Ad esempio, al momento della loro espulsione dall’Inghilterra (1290), gli Ebrei inglesi si stima fossero solo 2500, e del resto sempre pochissimi erano stati, essendovi arrivati solo nel 1066 su invito di Guglielmo Il Conquistatore.
Anche la Francia, dopo l’espulsione degli Ebrei decretata da Filippo il Bello nel 1306, diventa di fatto area degiudaizzata (come l’Inghilterra, sarà “ripopolata” nel secolo XVI da sefarditi spagnoli), ma, anche qui, gli Ebrei non dovevano esser molti, se non si ha alcuna notizia di afflussi nelle vicine, importanti, comunità ebraiche della Renania. Importanti?

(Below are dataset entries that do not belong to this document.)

use async_trait::async_trait;
use chrono::Utc;
use jsonwebtoken::{decode, errors::ErrorKind, Algorithm, DecodingKey, Validation};
use serde_json::Value;
use std::collections::HashMap;
use tokio::sync::RwLock;
use tracing::{debug, info};

use super::{DecodedToken, TokenVerifier, VerifyError};
use crate::config::AuthConfig;
use crate::schema::Record;

/// Verifies HS256 tokens signed with a shared secret.
pub struct JwtVerifier {
    key: DecodingKey,
    validation: Validation,
    // uid -> unix seconds before which issued tokens are revoked
    valid_since: RwLock<HashMap<String, i64>>,
}

impl JwtVerifier {
    pub fn new(secret: &str) -> Self {
        let mut validation = Validation::new(Algorithm::HS256);
        validation.set_required_spec_claims(&["exp", "sub"]);
        validation.validate_aud = false;

        Self {
            key: DecodingKey::from_secret(secret.as_bytes()),
            validation,
            valid_since: RwLock::new(HashMap::new()),
        }
    }

    pub fn from_config(config: &AuthConfig) -> Self {
        let mut verifier = Self::new(&config.jwt_secret);
        if let Some(issuer) = &config.jwt_issuer {
            verifier = verifier.with_issuer(issuer);
        }
        if let Some(audience) = &config.jwt_audience {
            verifier = verifier.with_audience(audience);
        }
        verifier
    }

    pub fn with_issuer(mut self, issuer: &str) -> Self {
        self.validation.set_issuer(&[issuer]);
        self
    }

    pub fn with_audience(mut self, audience: &str) -> Self {
        self.validation.set_audience(&[audience]);
        self.validation.validate_aud = true;
        self
    }

    /// Revoke every token issued to `uid` up to now.
    pub async fn revoke_refresh_tokens(&self, uid: &str) {
        let now = Utc::now().timestamp();
        self.valid_since.write().await.insert(uid.to_string(), now);
        info!("Revoked tokens for {} issued before {}", uid, now);
    }

    async fn is_revoked(&self, token: &DecodedToken) -> bool {
        let Some(uid) = token.uid() else {
            return false;
        };
        let valid_since = match self.valid_since.read().await.get(uid) {
            Some(since) => *since,
            None => return false,
        };
        // a token without iat cannot prove it postdates the revocation
        match token.get("iat").and_then(Value::as_i64) {
            Some(iat) => iat < valid_since,
            None => true,
        }
    }
}

#[async_trait]
impl TokenVerifier for JwtVerifier {
    async fn verify_id_token(&self, token: &str, check_revoked: bool) -> Result<DecodedToken, VerifyError> {
        let data = decode::<Record>(token, &self.key, &self.validation).map_err(|e| match e.kind() {
            ErrorKind::ExpiredSignature => VerifyError::Expired,
            _ => VerifyError::Invalid(e.to_string()),
        })?;

        let decoded = DecodedToken::new(data.claims);

        if check_revoked && self.is_revoked(&decoded).await {
            debug!("Rejected revoked token for {:?}", decoded.uid());
            return Err(VerifyError::Revoked);
        }

        Ok(decoded)
    }
}

#[cfg(test)]
mod tests {
    use super::*;
    use crate::testing::{sign_token, TEST_SECRET};
    use serde_json::json;

    #[tokio::test]
    async fn accepts_signed_token() {
        let verifier = JwtVerifier::new(TEST_SECRET);
        let token = sign_token(TEST_SECRET, json!({"sub": "alice", "role": "editor"}));

        let decoded = verifier.verify_id_token(&token, true).await.unwrap();
        assert_eq!(decoded.uid(), Some("alice"));
        assert_eq!(decoded.role(), Some("editor"));
    }

    #[tokio::test]
    async fn rejects_wrong_secret() {
        let verifier = JwtVerifier::new(TEST_SECRET);
        let token = sign_token("another-secret", json!({"sub": "alice"}));

        let err = verifier.verify_id_token(&token, false).await.unwrap_err();
        assert!(matches!(err, VerifyError::Invalid(_)));
    }

    #[tokio::test]
    async fn rejects_expired_token() {
        let verifier = JwtVerifier::new(TEST_SECRET);
        let expired = Utc::now().timestamp() - 3600;
        let token = sign_token(TEST_SECRET, json!({"sub": "alice", "exp": expired}));

        let err = verifier.verify_id_token(&token, false).await.unwrap_err();
        assert_eq!(err, VerifyError::Expired);
    }

    #[tokio::test]
    async fn revocation_only_applies_when_checked() {
        let verifier = JwtVerifier::new(TEST_SECRET);
        let issued = Utc::now().timestamp() - 10;
        let token = sign_token(TEST_SECRET, json!({"sub": "alice", "iat": issued}));

        verifier.revoke_refresh_tokens("alice").await;

        assert_eq!(verifier.verify_id_token(&token, true).await.unwrap_err(), VerifyError::Revoked);
        assert!(verifier.verify_id_token(&token, false).await.is_ok());
    }

    #[tokio::test]
    async fn issuer_is_enforced_when_configured() {
        let verifier = JwtVerifier::new(TEST_SECRET).with_issuer("firerest");
        let token = sign_token(TEST_SECRET, json!({"sub": "alice", "iss": "elsewhere"}));

        assert!(verifier.verify_id_token(&token, false).await.is_err());
    }
}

A propositi del massacro crociato del 1096 a danno di tutti gli Ebrei di Magonza e Worms che non abiurarono, fonti ebraiche, quindi semmai approssimate per eccesso, parlano di 2000 morti in tutto, che quindi, fatti salvi pochi possibili fuggiaschi, era il modesto ammontare delle due comunità giudaiche più importanti della Renania (la terza era a Spira). Inoltre, sempre le fonti ebraiche, in occasione delle varie successive crociate di passaggio in Renania, col solito corollario di stragi di Ebrei, parlano solo di fughe da una città all’altra della Renania, mai di migrazioni massicce verso l’Europa orientale, che, peraltro, avrebbero dovuto lasciare qualche traccia del loro passaggio attraverso la Germania centro-orientale, che invece è sempre stata un deserto ebraico, del tutto priva di quelle piccole comunità ebraiche, relitte lungo il percorso , che ci si aspetterebbe di trovare.
Infine, l’aspetto sociale. Solo in Europa orientale si assiste al caso di Ebrei che si occupano di agricoltura, in veste di contadini ma anche, nel Regno d’Ungheria, in quella di proprietari terrieri, forse perché discendenti di famiglie appartenenti a quella nobiltà militare kabaro-ebraica che abbiamo visto protagonista della nascita del regno stesso, che si riciclano nel ruolo di grandi latifondisti e poi, gradualmente, si convertiranno al cristianesimo quando, soprattutto a partire dal XIV secolo, essere ebrei taglia fuori, anche in Ungheria, dalla carriera politica.
Ma ancora più eloquente è il fenomeno tutto polacco-lituano dello “shtetl” (termine yiddish reso in polacco con “miastecko”), vera e propria piccola città rurale abitata solo da Ebrei e volontariamente, essendone essi stessi i fondatori, sia pure col consenso dell’autorità politica locale (quindi ben altra cosa rispetto al ghetto, frammento di reclusione coatta in una città di gentili).
Nello shtetl, le cui prime tracce risalgono molto indietro fino al XIII secolo, si tengono fiere di bestiame, vi si concentrano le più svariate attività artigianali, c’è una sinagoga, una scuola, si possono ascoltare cantastorie girovaghi tra uno shtetl e l’altro.
In particolare, gli Ebrei degli shtetl acquisiscono di fatto il monopolio del commercio del legname in Polonia e si specializzano nella costruzione di un tipico carro a cavalli (“ba’al galah”, “signore del carro, perfezione del carro”, tanto di successo da entrare nella lingua russa come “balagula”) che dominerà il trasporto delle mercanzie nelle pianure russo-polacche fino al XIX secolo.
Lo scenario cittadino e le attività svolte dagli Ebrei (potrei citare anche il commercio delle pellicce e la gestione di mulini e locande) sono del tutto estranei alla tradizione degli Ebrei dell’Europa occidentale.
Difficile pensare che un’eventuale migrazione in Europa orientale di Ebrei provenienti dalla Germania possa aver trasformato un popolo di orafi, commercianti di tessuti e banchieri in uno di locandieri, contadini, falegnami e commercianti di pellicce. Più facile pensare di aver trovato nello shtetl l’anello di congiunzione, nella migrazione da est che, secondo la teoria cazara, sarebbe alla base della nascita degli Askenaziti, tra le città-mercato della Cazaria e gli insediamenti ebraici nelle città polacche, cuore della cultura askenazita.